It’s All About the Tomatoes
The tomatoes are at their best right now. I’m dreading the day, and I know it will be sooner than I’d like it to be, when the tomatoes are done for the year. It will be a sad day.
In the meantime, just as Howard is obsessed with daily ears of corn, I feel the same about tomatoes. Cherry tomatoes, heirloom tomatoes, or regular old Jet Star tomatoes, they are all so good right now.
There are so many different ways to eat them. Plain old sliced tomatoes, tomatoes with spiced salt, with fresh mozzarella in a Salad Caprese. This week I was on a tomato tart kick. I made two different tarts and have a third planned for tomorrow.
The first tart was adapted from a recipe from David Lebowitz’s website. An unbaked pastry crust is slathered with a mixture of Dijon and seeded mustards. Sliced tomatoes are layered on top, then sprinkled with slivered basil, drizzled with extra virgin olive oil, and topped with slices of fresh goat cheese. The tart is baked until the cheese on top is starting to brown. The sharp mustard flavor is a nice counterpoint to the sweet tomatoes and the tangy goat cheese. This tart was a hit.
French Tomato Mustard Tart
Adapted from this recipe from David Lebovitz
Serves 4 to 6
- 1½ cups flour
- 4½ oz unsalted butter, cut into small pieces
- ½ tsp salt
- 1 large egg
- 2-3 Tbsp cold water
2 Tbsp Dijon mustard
1 Tbsp whole-grain (seeded) mustard
2-3 large tomatoes, sliced
2 Tbsp olive oil
1 Tbsp slivered basil (or other fresh herbs)
3 oz fresh goat cheese, sliced into 6 or 7 rounds
Preheat the oven to 425F.
Combine the flour and salt in a bowl. Add the butter, and using a pastry cutter or your hands, rub the butter into the flour until it has the texture of cornmeal. Whisk the egg with 2 Tbsp of water. Make a well in the center of the flour mixture then stir in the egg mixture with a fork, until the dough holds together. If it doesn’t come together, add the extra tablespoon of water.
On a floured surface, roll the tart dough into a 12-inch round. Fit the pastry into a 9-inch tart pan with a removable bottom. Fold the edges over to reinforce the sides of the tart. Run the rolling pin across the top of the pastry to make it flush with the top of the pan. Place the tart pan on a piece of parchment paper on a baking sheet. (The parchment will make it easier to lift the warm tart pan off the baking sheet later.)
Whisk together the two mustards in a small bowl. Spread on the base of the pastry crust. Layer the tomatoes on top of the mustard. Sprinkle with the chopped herbs, then drizzle with the olive oil Finally, arrange goat cheese rounds on top of the tomatoes.

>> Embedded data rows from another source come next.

// mlsaflow: Incremental multi-locus sequence analysis from marker genes to a phylogeny.
//
// Copyright 2025 The mlsaflow authors.
//
// Copyrights in this project are retained by contributors. No copyright assignment
// is required to contribute to this project.
//
// Except as otherwise noted (below and/or in individual files), this
// project is licensed under the Apache License, Version 2.0
// <LICENSE-APACHE> or <http://www.apache.org/licenses/LICENSE-2.0> or
// the MIT license, <LICENSE-MIT> or <http://opensource.org/licenses/MIT>,
// at your option.
//

//! Decides the earliest stage that has to be recomputed.
//!
//! Stages are walked in order. The first stage whose recorded inputs,
//! parameters or outputs disagree with the current state is stale, and so is
//! everything after it; the walk stops there because later stages consume
//! artifacts that are about to be regenerated anyway.

use std::path::PathBuf;

use log::debug;

use crate::error::PipelineError;
use crate::fingerprint::changed_parameters;
use crate::fingerprint::ParameterSnapshot;
use crate::manifest::RunManifest;
use crate::manifest::StageRecord;
use crate::stage::Stage;

/// Current view of what each stage would consume.
pub trait InputProbe {
    /// Files the stage reads, as `(manifest key, path)` pairs.
    ///
    /// Must fail with [InputUnreadable](PipelineError::InputUnreadable) only
    /// for declared user inputs; artifacts that are simply absent are left
    /// out of the list.
    fn consumed(&self, stage: Stage) -> Result<Vec<(String, PathBuf)>, PipelineError>;

    /// Parameters that influence the stage's outputs.
    fn parameters(&self, stage: Stage) -> ParameterSnapshot;

    /// Path of a recorded output key.
    fn locate(&self, key: &str) -> PathBuf;
}

/// Why a stage is stale.
#[derive(Debug, Clone, PartialEq, Eq)]
pub enum StaleReason {
    /// No completed record for the stage.
    NeverCompleted,
    /// Files consumed now that were not consumed last time.
    InputsAdded(Vec<String>),
    /// Files consumed last time that are gone now.
    InputsRemoved(Vec<String>),
    /// A consumed file has different content.
    InputChanged(String),
    /// One or more parameters differ.
    ParametersChanged(Vec<String>),
    /// A file the stage produced no longer exists.
    OutputMissing(String),
}

impl std::fmt::Display for StaleReason {
    fn fmt(&self, f: &mut std::fmt::Formatter) -> std::fmt::Result {
        match self {
            StaleReason::NeverCompleted => write!(f, "no completed run recorded"),
            StaleReason::InputsAdded(keys) => write!(f, "new inputs: {}", keys.join(", ")),
            StaleReason::InputsRemoved(keys) => write!(f, "removed inputs: {}", keys.join(", ")),
            StaleReason::InputChanged(key) => write!(f, "input changed: {}", key),
            StaleReason::ParametersChanged(names) => write!(f, "parameters changed: {}", names.join(", ")),
            StaleReason::OutputMissing(key) => write!(f, "output missing: {}", key),
        }
    }
}

/// Outcome of [resolve].
#[derive(Debug, Clone, PartialEq, Eq)]
pub enum Verdict {
    /// `stage` and everything after it must be recomputed.
    Stale { stage: Stage, reason: StaleReason },
    /// Every stage through the requested one completed with matching inputs.
    UpToDate,
}

impl Verdict {
    pub fn first_stale(&self) -> Option<Stage> {
        match self {
            Verdict::Stale { stage, .. } => Some(*stage),
            Verdict::UpToDate => None,
        }
    }
}

/// Finds the earliest stale stage among `Validate..=through`.
pub fn resolve<P: InputProbe>(
    manifest: &RunManifest,
    probe: &P,
    through: Stage,
) -> Result<Verdict, PipelineError> {
    for stage in Stage::range(Stage::Validate, through) {
        if let Some(reason) = check_stage(manifest.completed(stage), stage, probe)? {
            debug!("Stage {} is stale: {}", stage, reason);
            return Ok(Verdict::Stale { stage, reason })
        }
        debug!("Stage {} is up to date", stage);
    }
    Ok(Verdict::UpToDate)
}

fn check_stage<P: InputProbe>(
    record: Option<&StageRecord>,
    stage: Stage,
    probe: &P,
) -> Result<Option<StaleReason>, PipelineError> {
    let Some(record) = record else {
        return Ok(Some(StaleReason::NeverCompleted))
    };

    let current = probe.consumed(stage)?;

    let added: Vec<String> = current.iter()
        .filter(|(key, _)| !record.inputs.contains_key(key))
        .map(|(key, _)| key.clone())
        .collect();
    if !added.is_empty() {
        return Ok(Some(StaleReason::InputsAdded(added)))
    }

    if current.len() != record.inputs.len() {
        let removed: Vec<String> = record.inputs.keys()
            .filter(|key| !current.iter().any(|(k, _)| k == *key))
            .cloned()
            .collect();
        return Ok(Some(StaleReason::InputsRemoved(removed)))
    }

    let changed = changed_parameters(&record.parameters, &probe.parameters(stage));
    if !changed.is_empty() {
        return Ok(Some(StaleReason::ParametersChanged(changed)))
    }

    for (key, path) in current.iter() {
        let matches = match record.inputs.get(key) {
            Some(fingerprint) => fingerprint.matches_file(path)?,
            None => false,
        };
        if !matches {
            return Ok(Some(StaleReason::InputChanged(key.clone())))
        }
    }

    if let Some(key) = record.outputs.keys().find(|key| !probe.locate(key).is_file()) {
        return Ok(Some(StaleReason::OutputMissing(key.clone())))
    }

    Ok(None)
}

// Tests
#[cfg(test)]
mod tests {
    use std::collections::HashMap;
    use std::path::{Path, PathBuf};

    use crate::error::PipelineError;
    use crate::fingerprint::{fingerprint_all, ParameterSnapshot};
    use crate::manifest::{RunManifest, StageRecord};
    use crate::stage::Stage;

    use super::InputProbe;

    // One file per stage plus a parameter snapshot per stage.
    struct MapProbe {
        root: PathBuf,
        files: HashMap<Stage, Vec<(String, PathBuf)>>,
        params: HashMap<Stage, ParameterSnapshot>,
    }

    impl MapProbe {
        fn new(root: &Path) -> Self {
            let mut files = HashMap::new();
            let mut params = HashMap::new();
            Stage::ALL.iter().for_each(|stage| {
                let path = root.join(format!("{}.in", stage));
                std::fs::write(&path, stage.name()).unwrap();
                files.insert(*stage, vec![(stage.name().to_string(), path)]);
                params.insert(*stage, crate::fingerprint::snapshot([("p", stage.ordinal())]));
            });
            MapProbe { root: root.to_path_buf(), files, params }
        }

        fn complete_all(&self) -> RunManifest {
            let mut manifest = RunManifest::new("run");
            Stage::ALL.iter().for_each(|stage| {
                let inputs = fingerprint_all(&self.files[stage]).unwrap();
                manifest.record(*stage, StageRecord::completed_now(inputs, Default::default(), self.params[stage].clone()));
            });
            manifest
        }
    }

    impl InputProbe for MapProbe {
        fn consumed(&self, stage: Stage) -> Result<Vec<(String, PathBuf)>, PipelineError> {
            Ok(self.files[&stage].clone())
        }
        fn parameters(&self, stage: Stage) -> ParameterSnapshot {
            self.params[&stage].clone()
        }
        fn locate(&self, key: &str) -> PathBuf {
            self.root.join(key)
        }
    }

    #[test]
    fn unchanged_run_is_up_to_date() {
        use super::{resolve, Verdict};

        let dir = tempfile::TempDir::new().unwrap();
        let probe = MapProbe::new(dir.path());
        let manifest = probe.complete_all();

        assert_eq!(resolve(&manifest, &probe, Stage::Tree).unwrap(), Verdict::UpToDate);
    }

    #[test]
    fn empty_manifest_starts_at_validate() {
        use super::{resolve, StaleReason, Verdict};

        let dir = tempfile::TempDir::new().unwrap();
        let probe = MapProbe::new(dir.path());

        let got = resolve(&RunManifest::new("run"), &probe, Stage::Tree).unwrap();
        assert_eq!(got, Verdict::Stale { stage: Stage::Validate, reason: StaleReason::NeverCompleted });
    }

    #[test]
    fn changed_input_stales_exactly_its_stage() {
        use super::resolve;

        // Monotonic invalidation: a change at any stage reports that stage, never an earlier one.
        Stage::ALL.iter().for_each(|changed| {
            let dir = tempfile::TempDir::new().unwrap();
            let probe = MapProbe::new(dir.path());
            let manifest = probe.complete_all();

            std::fs::write(&probe.files[changed][0].1, "edited").unwrap();

            let got = resolve(&manifest, &probe, Stage::Tree).unwrap();
            assert_eq!(got.first_stale(), Some(*changed));
        });
    }

    #[test]
    fn parameter_change_stales_consuming_stage_only() {
        use super::{resolve, StaleReason, Verdict};

        let dir = tempfile::TempDir::new().unwrap();
        let mut probe = MapProbe::new(dir.path());
        let manifest = probe.complete_all();

        probe.params.insert(Stage::Filtering, crate::fingerprint::snapshot([("p", 99)]));

        let got = resolve(&manifest, &probe, Stage::Tree).unwrap();
        assert_eq!(got, Verdict::Stale { stage: Stage::Filtering, reason: StaleReason::ParametersChanged(vec!["p".to_string()]) });
    }

    #[test]
    fn added_and_removed_inputs_are_mismatches() {
        use super::{resolve, StaleReason, Verdict};

        let dir = tempfile::TempDir::new().unwrap();
        let mut probe = MapProbe::new(dir.path());
        let manifest = probe.complete_all();

        let extra = dir.path().join("g2.fasta");
        std::fs::write(&extra, ">1\nAC\n").unwrap();
        probe.files.get_mut(&Stage::Validate).unwrap().push(("g2.fasta".to_string(), extra));
        let got = resolve(&manifest, &probe, Stage::Tree).unwrap();
        assert_eq!(got, Verdict::Stale { stage: Stage::Validate, reason: StaleReason::InputsAdded(vec!["g2.fasta".to_string()]) });

        probe.files.insert(Stage::Preblast, Vec::new());
        probe.files.get_mut(&Stage::Validate).unwrap().pop();
        let got = resolve(&manifest, &probe, Stage::Tree).unwrap();
        assert_eq!(got, Verdict::Stale { stage: Stage::Preblast, reason: StaleReason::InputsRemoved(vec!["preblast".to_string()]) });
    }

    #[test]
    fn stages_after_checkpoint_are_not_inspected() {
        use super::{resolve, Verdict};

        let dir = tempfile::TempDir::new().unwrap();
        let probe = MapProbe::new(dir.path());
        let mut manifest = probe.complete_all();
        manifest.invalidate_from(Stage::Postalign);

        assert_eq!(resolve(&manifest, &probe, Stage::Prealign).unwrap(), Verdict::UpToDate);
        assert_eq!(resolve(&manifest, &probe, Stage::Tree).unwrap().first_stale(), Some(Stage::Postalign));
    }

    #[test]
    fn deleted_output_stales_producer() {
        use super::{resolve, StaleReason, Verdict};
        use crate::fingerprint::FingerprintSet;

        let dir = tempfile::TempDir::new().unwrap();
        let probe = MapProbe::new(dir.path());
        let mut manifest = probe.complete_all();

        let mut outputs = FingerprintSet::new();
        outputs.insert("blast/recA_vs_g1.tab".to_string(), crate::fingerprint::Fingerprint::of_bytes(b""));
        let mut record = manifest.completed(Stage::Preblast).unwrap().clone();
        record.outputs = outputs;
        manifest.record(Stage::Preblast, record);

        let got = resolve(&manifest, &probe, Stage::Tree).unwrap();
        assert_eq!(got, Verdict::Stale { stage: Stage::Preblast, reason: StaleReason::OutputMissing("blast/recA_vs_g1.tab".to_string()) });
    }
}
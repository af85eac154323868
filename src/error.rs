// mlsaflow: Incremental multi-locus sequence analysis from marker genes to a phylogeny.
//
// Copyright 2025 The mlsaflow authors.
//
// Copyrights in this project are retained by contributors. No copyright assignment
// is required to contribute to this project.
//
// Except as otherwise noted (below and/or in individual files), this
// project is licensed under the Apache License, Version 2.0
// <LICENSE-APACHE> or <http://www.apache.org/licenses/LICENSE-2.0> or
// the MIT license, <LICENSE-MIT> or <http://opensource.org/licenses/MIT>,
// at your option.
//

//! Errors that stop a run.
//!
//! Recoverable conditions (genomes filtered out for missing genes or
//! duplicated content) are not errors; they are collected as
//! [Exclusion](crate::filter::Exclusion) records in the
//! [RunReport](crate::pipeline::RunReport).

use std::path::PathBuf;

use crate::filter::Exclusion;

/// Fatal pipeline error.
#[non_exhaustive]
#[derive(Debug)]
pub enum PipelineError {
    /// A declared input file is missing or unreadable.
    InputUnreadable { path: PathBuf, reason: String },
    /// Invalid or contradictory settings, unresolvable outgroup etc.
    ConfigurationError(String),
    /// Search index building or searching failed, or produced malformed output.
    SearchToolFailure(String),
    /// The alignment tool exited with an error.
    AlignmentToolFailure(String),
    /// The tree building tool exited with an error or produced no tree.
    TreeToolFailure(String),
    /// Genomes would be dropped for missing genes but `--missing_check` was not given.
    ///
    /// `exclusions` lists every genome the filter would drop and why;
    /// `review` holds the presence matrix and summaries to look at first.
    MissingGenesWithoutAck { genomes: Vec<String>, exclusions: Vec<Exclusion>, review: PathBuf },
    /// The run manifest could not be written.
    Manifest { path: PathBuf, reason: String },
    /// Other I/O on the run directory.
    Io(std::io::Error),
}

impl PipelineError {
    pub fn unreadable(path: &std::path::Path, reason: impl std::fmt::Display) -> Self {
        PipelineError::InputUnreadable { path: path.to_path_buf(), reason: reason.to_string() }
    }

    /// Process exit code for the error, following sysexits.h.
    pub fn exit_code(&self) -> i32 {
        match self {
            PipelineError::InputUnreadable { .. } => 66,
            PipelineError::ConfigurationError(_) => 78,
            PipelineError::MissingGenesWithoutAck { .. } => 78,
            PipelineError::SearchToolFailure(_) => 70,
            PipelineError::AlignmentToolFailure(_) => 70,
            PipelineError::TreeToolFailure(_) => 70,
            PipelineError::Manifest { .. } => 74,
            PipelineError::Io(_) => 74,
        }
    }
}

impl std::fmt::Display for PipelineError {
    fn fmt(&self, f: &mut std::fmt::Formatter) -> std::fmt::Result {
        match self {
            PipelineError::InputUnreadable { path, reason } => {
                write!(f, "Input {} is unreadable: {}", path.display(), reason)
            },
            PipelineError::ConfigurationError(msg) => write!(f, "Configuration error: {}", msg),
            PipelineError::SearchToolFailure(msg) => write!(f, "Search tool failed: {}", msg),
            PipelineError::AlignmentToolFailure(msg) => write!(f, "Alignment tool failed: {}", msg),
            PipelineError::TreeToolFailure(msg) => write!(f, "Tree tool failed: {}", msg),
            PipelineError::MissingGenesWithoutAck { genomes, review, .. } => {
                write!(f, "{} genome(s) are missing genes ({}); review {} and rerun with --missing_check to continue without them",
                       genomes.len(), genomes.join(", "), review.display())
            },
            PipelineError::Manifest { path, reason } => {
                write!(f, "Run manifest {} could not be written: {}", path.display(), reason)
            },
            PipelineError::Io(err) => write!(f, "I/O error: {}", err),
        }
    }
}

impl std::error::Error for PipelineError {
    fn source(&self) -> Option<&(dyn std::error::Error + 'static)> {
        match self {
            PipelineError::Io(err) => Some(err),
            _ => None,
        }
    }
}

impl From<std::io::Error> for PipelineError {
    fn from(err: std::io::Error) -> Self {
        PipelineError::Io(err)
    }
}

Bake for 30 minutes, or until the dough is cooked and the cheese is browned. Tomatoes should be tender.
The second tart recipe came from my sister Jane. The crust for this tart is made from several sheets of phyllo dough brushed with garlicky butter and stacked. The crust is topped with a layer of shredded mozzarella cheese. Next come the sliced tomatoes and topped with a generous sprinkle of crumbled feta cheese. After baking, the tart gets sprinkled with slivered basil.
This tart wasn’t as good as the other, but has possibilities. For one thing, my phyllo sheets were sort of small, maybe 8½ x 11. I have a feeling that I should have used two slightly overlapped sheets for each layer to make a bigger tart. I can see puff pastry working as another option. Also, I used fresh mozzarella, and I think that was a mistake. I can’t believe I’m saying this but supermarket mozzarella would have been sturdier and might not have tasted as watery. All the flavors should work together, so I think I need to give it another chance with these adjustments.
Tomato Phyllo Tart
¼ cup butter, melted
2 garlic cloves, minced
8 sheets of phyllo dough
1 cup shredded mozzarella cheese
2 tomatoes, sliced
4 oz feta cheese, crumbed
¼ cup slivered basil leaves
Lightly oil a large baking sheet. Preheat the oven to 375F.
Combine the butter and garlic. Place 1 phyllo sheet on the pan. Brush with butter mixture. Repeat with the remaining phyllo sheets and butter mixture.
Sprinkle phyllo with mozzarella to within 2 inches of the edges. Top with sliced tomatoes. Sprinkle with feta. Roll phyllo edges to form rim. Bake 20 to 25 minutes, until phyllo is crisp and cheese is melted. Sprinkle with basil just before serving.
Finally, I’m planning to make this Spicy Tomato Pie for lunch tomorrow.
How many more delicious tomato dishes can I make before the season’s over? If you have any suggestions, send them my way!